- [AIM OF THE EXERCISE] Check every line of the material below, and show those that contain "Ultra".

- [DATA RECORDS]

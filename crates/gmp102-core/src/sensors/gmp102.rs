use embedded_hal_async::delay::DelayNs;
use embedded_hal_async::i2c::I2c;
use log::{error, info};

use super::{Sensor, SensorReadings};
use crate::altitude::AltitudeConverter;
use crate::compensation::{CompensatedReading, CompensationMode, Compensator, RawReading};
use crate::config::SensorConfig;
use crate::error::Gmp102Error;
use crate::gmp102::Gmp102;
use crate::gmp102::registers::PressureOsr;

/// Typed readings from one GMP102 measurement cycle.
#[derive(Debug, Clone, Copy, PartialEq)]
pub struct Gmp102Readings {
    pub raw: RawReading,
    pub compensated: CompensatedReading,
    /// Pressure altitude against the sensor's sea-level reference, m
    pub altitude_m: f32,
}

impl SensorReadings<3> for Gmp102Readings {
    /// `[milli-°C, centi-Pa, millimetres]`, saturating at the `i32` range.
    fn to_array(self) -> [i32; 3] {
        let (temperature, pressure) = match self.compensated {
            CompensatedReading::Float(reading) => (
                (reading.temperature_celsius * 1000.0) as i32,
                (reading.pressure_pa * 100.0) as i32,
            ),
            CompensatedReading::FixedS64(reading) => (
                reading.temperature_milli_celsius,
                reading
                    .pressure_centi_pa
                    .clamp(i32::MIN as i64, i32::MAX as i64) as i32,
            ),
            CompensatedReading::FixedS32(reading) => (
                reading.temperature_centi_celsius.saturating_mul(10),
                reading.pressure_pa.saturating_mul(100),
            ),
        };

        [temperature, pressure, (self.altitude_m * 1000.0) as i32]
    }
}

/// A GMP102 on an I2C bus, compensated and converted to altitude.
///
/// The sensor is reset and its calibration loaded on the first read.
pub struct Gmp102Sensor<I, D> {
    driver: Gmp102<I, D>,
    compensator: Option<Compensator>,
    altitude: AltitudeConverter,
    mode: CompensationMode,
    pressure_osr: PressureOsr,
}

impl<I: I2c, D: DelayNs> Gmp102Sensor<I, D> {
    pub fn new(i2c: I, delay: D, config: &SensorConfig) -> Self {
        Self {
            driver: Gmp102::new(i2c, delay, config.address),
            compensator: None,
            altitude: AltitudeConverter::new(config.sea_level_pa),
            mode: config.mode,
            pressure_osr: config.pressure_osr,
        }
    }

    /// Resets the sensor, loads calibration and applies the oversampling ratio.
    /// Called automatically by the first [`Sensor::read`].
    pub async fn initialize(&mut self) -> Result<Compensator, Gmp102Error<I::Error>> {
        let calibration = self.driver.init().await?;
        self.driver.set_pressure_osr(self.pressure_osr).await?;

        let compensator = Compensator::new(calibration);
        self.compensator = Some(compensator);
        info!("GMP102: ready, {} compensation", self.mode.label());
        Ok(compensator)
    }

    pub fn mode(&self) -> CompensationMode {
        self.mode
    }

    pub fn set_mode(&mut self, mode: CompensationMode) {
        self.mode = mode;
    }

    pub fn altitude_converter(&self) -> &AltitudeConverter {
        &self.altitude
    }

    pub fn altitude_converter_mut(&mut self) -> &mut AltitudeConverter {
        &mut self.altitude
    }

    /// Calibration in use, once the sensor has been initialized.
    pub fn compensator(&self) -> Option<&Compensator> {
        self.compensator.as_ref()
    }

    pub fn release(self) -> (I, D) {
        self.driver.release()
    }
}

impl<I: I2c, D: DelayNs> Sensor<3> for Gmp102Sensor<I, D> {
    type Readings = Gmp102Readings;
    type Error = Gmp102Error<I::Error>;

    async fn read(&mut self) -> Result<Gmp102Readings, Self::Error> {
        let compensator = match self.compensator {
            Some(compensator) => compensator,
            None => self.initialize().await.inspect_err(|e| {
                error!("GMP102 initialization failed: {:?}", e);
            })?,
        };

        let raw = self.driver.read_raw().await?;
        let compensated = compensator.compensate(raw, self.mode);
        let altitude_m = self.altitude.pressure_to_altitude(compensated.pressure_pa());

        Ok(Gmp102Readings {
            raw,
            compensated,
            altitude_m,
        })
    }
}
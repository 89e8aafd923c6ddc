//! Hardware-independent core library for gmp102-rs
//!
//! This crate contains all platform-agnostic logic for a GMP102 barometric
//! pressure/temperature sensor: calibration decoding, the compensation
//! polynomial in float and fixed-point forms, pressure altitude, an async
//! I2C driver and the acquisition loop that ties them together.
//!
//! It is `#![no_std]` with `extern crate alloc` so it compiles on both
//! embedded targets and desktop hosts (for the simulator and tests).

#![no_std]

#[cfg(test)]
#[macro_use]
extern crate std;

extern crate alloc;

pub mod acquisition;
pub mod altitude;
pub mod calibration;
pub mod compensation;
pub mod config;
pub mod error;
pub mod gmp102;
pub mod sensors;

pub use altitude::AltitudeConverter;
pub use calibration::CalibrationData;
pub use compensation::{CompensatedReading, CompensationMode, Compensator, RawReading};
pub use error::{CalibrationError, ConfigError, Gmp102Error};
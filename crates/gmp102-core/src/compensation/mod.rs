//! GMP102 temperature and pressure compensation.
//!
//! Raw ADC codes are converted to physical units with the calibration
//! polynomial
//!
//! ```text
//! T[°C] = T_code / 256
//! P[Pa] = a0 + a1·T + a2·T² + P·(a3 + a4·T + a5·T²) + P²·(a6 + a7·T + a8·T²)
//! ```
//!
//! where `T` and `P` are the raw temperature and pressure codes. The formula
//! is available in three numeric forms trading cost for precision:
//!
//! | Mode       | Arithmetic | Temperature | Pressure | Agreement with float (typ.) |
//! |------------|------------|-------------|----------|-----------------------------|
//! | `Float`    | `f32`      | °C          | Pa       | -                           |
//! | `FixedS64` | `i64`      | milli-°C    | centi-Pa | ≤ 0.1 Pa                    |
//! | `FixedS32` | `i32`      | centi-°C    | Pa       | ≤ 5 Pa                      |
//!
//! Both fixed-point forms saturate instead of wrapping when fed codes far
//! outside the sensor's range, so every `i16`/`i32` input is accepted.

mod fixed_s32;
mod fixed_s64;
mod float;

use serde::{Deserialize, Serialize};

use crate::calibration::{CALIBRATION_PARAMETER_COUNT, CalibrationData, validate_fixed_point};
use crate::error::CalibrationError;

/// One pair of uncalibrated ADC samples.
#[derive(Debug, Clone, Copy, PartialEq, Eq, Default)]
pub struct RawReading {
    /// Raw temperature code (1/256 °C per LSB)
    pub temperature: i16,
    /// Raw 24-bit pressure code, sign-extended
    pub pressure: i32,
}

impl RawReading {
    pub const fn new(temperature: i16, pressure: i32) -> Self {
        Self {
            temperature,
            pressure,
        }
    }
}

/// Numeric strategy used to evaluate the compensation polynomial.
#[derive(Debug, Clone, Copy, PartialEq, Eq, Default, Serialize, Deserialize)]
pub enum CompensationMode {
    /// Single-precision float
    #[default]
    Float,
    /// 64-bit fixed point
    FixedS64,
    /// 32-bit fixed point
    FixedS32,
}

impl CompensationMode {
    /// Short label for logs and command lines
    pub const fn label(self) -> &'static str {
        match self {
            Self::Float => "float",
            Self::FixedS64 => "s64",
            Self::FixedS32 => "s32",
        }
    }

    /// Inverse of [`label`](Self::label)
    pub fn from_label(label: &str) -> Option<Self> {
        match label {
            "float" => Some(Self::Float),
            "s64" => Some(Self::FixedS64),
            "s32" => Some(Self::FixedS32),
            _ => None,
        }
    }
}

/// Decimal digits carried by a scaled integer reading.
#[derive(Debug, Clone, Copy, PartialEq, Eq)]
pub struct Precision {
    /// Temperature is expressed in units of 10^-n °C
    pub temperature_decimals: u8,
    /// Pressure is expressed in units of 10^-n Pa
    pub pressure_decimals: u8,
}

impl Precision {
    /// Divisor turning the scaled temperature into °C
    pub fn temperature_divisor(self) -> f32 {
        pow10_f32(self.temperature_decimals)
    }

    /// Divisor turning the scaled pressure into Pa
    pub fn pressure_divisor(self) -> f32 {
        pow10_f32(self.pressure_decimals)
    }
}

fn pow10_f32(decimals: u8) -> f32 {
    (0..decimals).fold(1.0, |acc, _| acc * 10.0)
}

/// Result of the float compensation path.
#[derive(Debug, Clone, Copy, PartialEq, Default)]
pub struct FloatReading {
    pub temperature_celsius: f32,
    pub pressure_pa: f32,
}

/// Result of the 64-bit fixed-point path.
#[derive(Debug, Clone, Copy, PartialEq, Eq, Default)]
pub struct FixedReadingS64 {
    pub temperature_milli_celsius: i32,
    pub pressure_centi_pa: i64,
}

impl FixedReadingS64 {
    pub const PRECISION: Precision = Precision {
        temperature_decimals: 3,
        pressure_decimals: 2,
    };

    pub fn temperature_celsius(&self) -> f32 {
        self.temperature_milli_celsius as f32 / Self::PRECISION.temperature_divisor()
    }

    pub fn pressure_pa(&self) -> f32 {
        self.pressure_centi_pa as f32 / Self::PRECISION.pressure_divisor()
    }
}

/// Result of the 32-bit fixed-point path.
#[derive(Debug, Clone, Copy, PartialEq, Eq, Default)]
pub struct FixedReadingS32 {
    pub temperature_centi_celsius: i32,
    pub pressure_pa: i32,
}

impl FixedReadingS32 {
    pub const PRECISION: Precision = Precision {
        temperature_decimals: 2,
        pressure_decimals: 0,
    };

    pub fn temperature_celsius(&self) -> f32 {
        self.temperature_centi_celsius as f32 / Self::PRECISION.temperature_divisor()
    }

    pub fn pressure_pa(&self) -> f32 {
        self.pressure_pa as f32
    }
}

/// Compensated output of one measurement cycle, in whichever form was requested.
#[derive(Debug, Clone, Copy, PartialEq)]
pub enum CompensatedReading {
    Float(FloatReading),
    FixedS64(FixedReadingS64),
    FixedS32(FixedReadingS32),
}

impl CompensatedReading {
    /// Mode that produced this reading
    pub const fn mode(&self) -> CompensationMode {
        match self {
            Self::Float(_) => CompensationMode::Float,
            Self::FixedS64(_) => CompensationMode::FixedS64,
            Self::FixedS32(_) => CompensationMode::FixedS32,
        }
    }

    /// Scaling of the integer forms; `None` for float readings
    pub const fn precision(&self) -> Option<Precision> {
        match self {
            Self::Float(_) => None,
            Self::FixedS64(_) => Some(FixedReadingS64::PRECISION),
            Self::FixedS32(_) => Some(FixedReadingS32::PRECISION),
        }
    }

    pub fn temperature_celsius(&self) -> f32 {
        match self {
            Self::Float(reading) => reading.temperature_celsius,
            Self::FixedS64(reading) => reading.temperature_celsius(),
            Self::FixedS32(reading) => reading.temperature_celsius(),
        }
    }

    pub fn pressure_pa(&self) -> f32 {
        match self {
            Self::Float(reading) => reading.pressure_pa,
            Self::FixedS64(reading) => reading.pressure_pa(),
            Self::FixedS32(reading) => reading.pressure_pa(),
        }
    }
}

/// Applies one device's calibration to raw readings.
///
/// Owns the [`CalibrationData`] for the lifetime of a sensor session.
#[derive(Debug, Clone, Copy, PartialEq)]
pub struct Compensator {
    calibration: CalibrationData,
}

impl Compensator {
    pub const fn new(calibration: CalibrationData) -> Self {
        Self { calibration }
    }

    pub fn calibration(&self) -> &CalibrationData {
        &self.calibration
    }

    pub fn compensate_float(&self, raw: RawReading) -> FloatReading {
        float::compensate(raw, &self.calibration.float_coefficients())
    }

    pub fn compensate_fixed_s64(&self, raw: RawReading) -> FixedReadingS64 {
        fixed_s64::compensate(raw, self.calibration.mantissas(), self.calibration.scales())
    }

    pub fn compensate_fixed_s32(&self, raw: RawReading) -> FixedReadingS32 {
        fixed_s32::compensate(raw, self.calibration.mantissas(), self.calibration.scales())
    }

    /// Compensates `raw` with the requested numeric strategy.
    pub fn compensate(&self, raw: RawReading, mode: CompensationMode) -> CompensatedReading {
        match mode {
            CompensationMode::Float => CompensatedReading::Float(self.compensate_float(raw)),
            CompensationMode::FixedS64 => {
                CompensatedReading::FixedS64(self.compensate_fixed_s64(raw))
            }
            CompensationMode::FixedS32 => {
                CompensatedReading::FixedS32(self.compensate_fixed_s32(raw))
            }
        }
    }
}

/// Float compensation from a bare coefficient slice.
///
/// # Errors
/// `InvalidCalibration` unless exactly nine coefficients are supplied.
pub fn compensate_float(
    raw: RawReading,
    coefficients: &[f32],
) -> Result<FloatReading, CalibrationError> {
    let coefficients: &[f32; CALIBRATION_PARAMETER_COUNT] =
        coefficients
            .try_into()
            .map_err(|_| CalibrationError::InvalidCalibration {
                expected: CALIBRATION_PARAMETER_COUNT,
                found: coefficients.len(),
            })?;
    Ok(float::compensate(raw, coefficients))
}

/// 64-bit fixed-point compensation from bare mantissa/scale slices.
///
/// # Errors
/// `InvalidCalibration` on a count mismatch, `InvalidScale` on a scale code above 3.
pub fn compensate_fixed_s64(
    raw: RawReading,
    mantissas: &[i16],
    scales: &[u8],
) -> Result<FixedReadingS64, CalibrationError> {
    let (mantissas, scales) = validate_fixed_point(mantissas, scales)?;
    Ok(fixed_s64::compensate(raw, &mantissas, &scales))
}

/// 32-bit fixed-point compensation from bare mantissa/scale slices.
///
/// # Errors
/// `InvalidCalibration` on a count mismatch, `InvalidScale` on a scale code above 3.
pub fn compensate_fixed_s32(
    raw: RawReading,
    mantissas: &[i16],
    scales: &[u8],
) -> Result<FixedReadingS32, CalibrationError> {
    let (mantissas, scales) = validate_fixed_point(mantissas, scales)?;
    Ok(fixed_s32::compensate(raw, &mantissas, &scales))
}
use serde::{Deserialize, Serialize};

/// 7-bit I2C address of the GMP102 (8-bit write address 0xD8)
pub const GMP102_I2C_ADDRESS: u8 = 0x6C;

/// GMP102 register map.
///
/// Key groups:
/// - **Reset** - 0x00, written with [`SOFT_RESET_VALUE`]
/// - **Status** - 0x02, bit 0 set when a conversion result is ready
/// - **Results** - 0x06–0x08 pressure (24-bit), 0x09–0x0A temperature (16-bit), big-endian
/// - **Command** - 0x30 starts a single conversion
/// - **Configuration** - 0xA5, 0xA6 (pressure OSR in bits 2:0)
/// - **Calibration** - 0xAA–0xBB (18 bytes, factory trimmed)
#[derive(Debug, Clone, Copy, PartialEq, Eq)]
#[repr(u8)]
pub enum Register {
    Reset = 0x00,
    Status = 0x02,
    PressureMsb = 0x06,
    TemperatureMsb = 0x09,
    Command = 0x30,
    Config1 = 0xA5,
    Config2 = 0xA6,
    CalibrationStart = 0xAA,
}

impl Register {
    pub const fn addr(self) -> u8 {
        self as u8
    }
}

pub const SOFT_RESET_VALUE: u8 = 0x24;

/// Status bit raised when the last conversion finished
pub const STATUS_DATA_READY: u8 = 0x01;

pub const COMMAND_MEASURE_PRESSURE: u8 = 0x09;
pub const COMMAND_MEASURE_TEMPERATURE: u8 = 0x08;

/// CONFIG1 value written by `initialize`
pub const CONFIG1_DEFAULT: u8 = 0x00;

/// CONFIG2 bits holding the pressure oversampling code
pub const CONFIG2_OSR_MASK: u8 = 0x07;

/// Pressure oversampling ratio (CONFIG2 bits 2:0).
///
/// Higher ratios lower noise at the cost of conversion time and current.
///
/// | Variant    | Code | Typical use            |
/// |------------|------|------------------------|
/// | `Osr256`   | 0x04 | Ultra low power        |
/// | `Osr1024`  | 0x00 | Low power (default)    |
/// | `Osr4096`  | 0x02 | Standard resolution    |
/// | `Osr8192`  | 0x03 | High resolution        |
/// | `Osr16384` | 0x06 | Ultra high resolution  |
#[derive(Debug, Clone, Copy, PartialEq, Eq, Default, Serialize, Deserialize)]
#[repr(u8)]
pub enum PressureOsr {
    Osr256 = 0x04,
    Osr512 = 0x05,
    #[default]
    Osr1024 = 0x00,
    Osr2048 = 0x01,
    Osr4096 = 0x02,
    Osr8192 = 0x03,
    Osr16384 = 0x06,
    Osr32768 = 0x07,
}

impl PressureOsr {
    pub const fn code(self) -> u8 {
        self as u8
    }

    /// Decodes the low three bits of CONFIG2.
    pub const fn from_code(code: u8) -> Self {
        match code & CONFIG2_OSR_MASK {
            0x04 => Self::Osr256,
            0x05 => Self::Osr512,
            0x00 => Self::Osr1024,
            0x01 => Self::Osr2048,
            0x02 => Self::Osr4096,
            0x03 => Self::Osr8192,
            0x06 => Self::Osr16384,
            _ => Self::Osr32768,
        }
    }

    /// Number of samples averaged per conversion
    pub const fn ratio(self) -> u32 {
        match self {
            Self::Osr256 => 256,
            Self::Osr512 => 512,
            Self::Osr1024 => 1024,
            Self::Osr2048 => 2048,
            Self::Osr4096 => 4096,
            Self::Osr8192 => 8192,
            Self::Osr16384 => 16384,
            Self::Osr32768 => 32768,
        }
    }
}

#[cfg(test)]
mod tests {
    use super::*;

    const ALL: [PressureOsr; 8] = [
        PressureOsr::Osr256,
        PressureOsr::Osr512,
        PressureOsr::Osr1024,
        PressureOsr::Osr2048,
        PressureOsr::Osr4096,
        PressureOsr::Osr8192,
        PressureOsr::Osr16384,
        PressureOsr::Osr32768,
    ];

    #[test]
    fn test_osr_codes_are_unique_and_decode() {
        for osr in ALL {
            assert_eq!(PressureOsr::from_code(osr.code()), osr);
            assert_eq!(osr.code() & !CONFIG2_OSR_MASK, 0);
        }
        assert_eq!(PressureOsr::from_code(0xF8), PressureOsr::Osr1024);
    }

    #[test]
    fn test_default_is_low_power() {
        assert_eq!(PressureOsr::default(), PressureOsr::Osr1024);
        assert_eq!(PressureOsr::default().ratio(), 1024);
    }
}
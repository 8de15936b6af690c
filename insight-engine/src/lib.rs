pub mod classifier;
pub mod forecast;
pub mod regression;
pub mod thresholds;

pub use classifier::{classify, ClassifyError, InsightVerdict, METRIC_CATALOG};
pub use forecast::{forecast_sold_out, Forecast, ForecastPoint, ForecastStatus};
pub use regression::{fit_line, LinearFit};
pub use thresholds::{Ladder, Severity, ThresholdTable};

- [TASK OUTPUT]
/// | `Osr256`   | 0x04 | Ultra low power        |
/// | `Osr16384` | 0x06 | Ultra high resolution  |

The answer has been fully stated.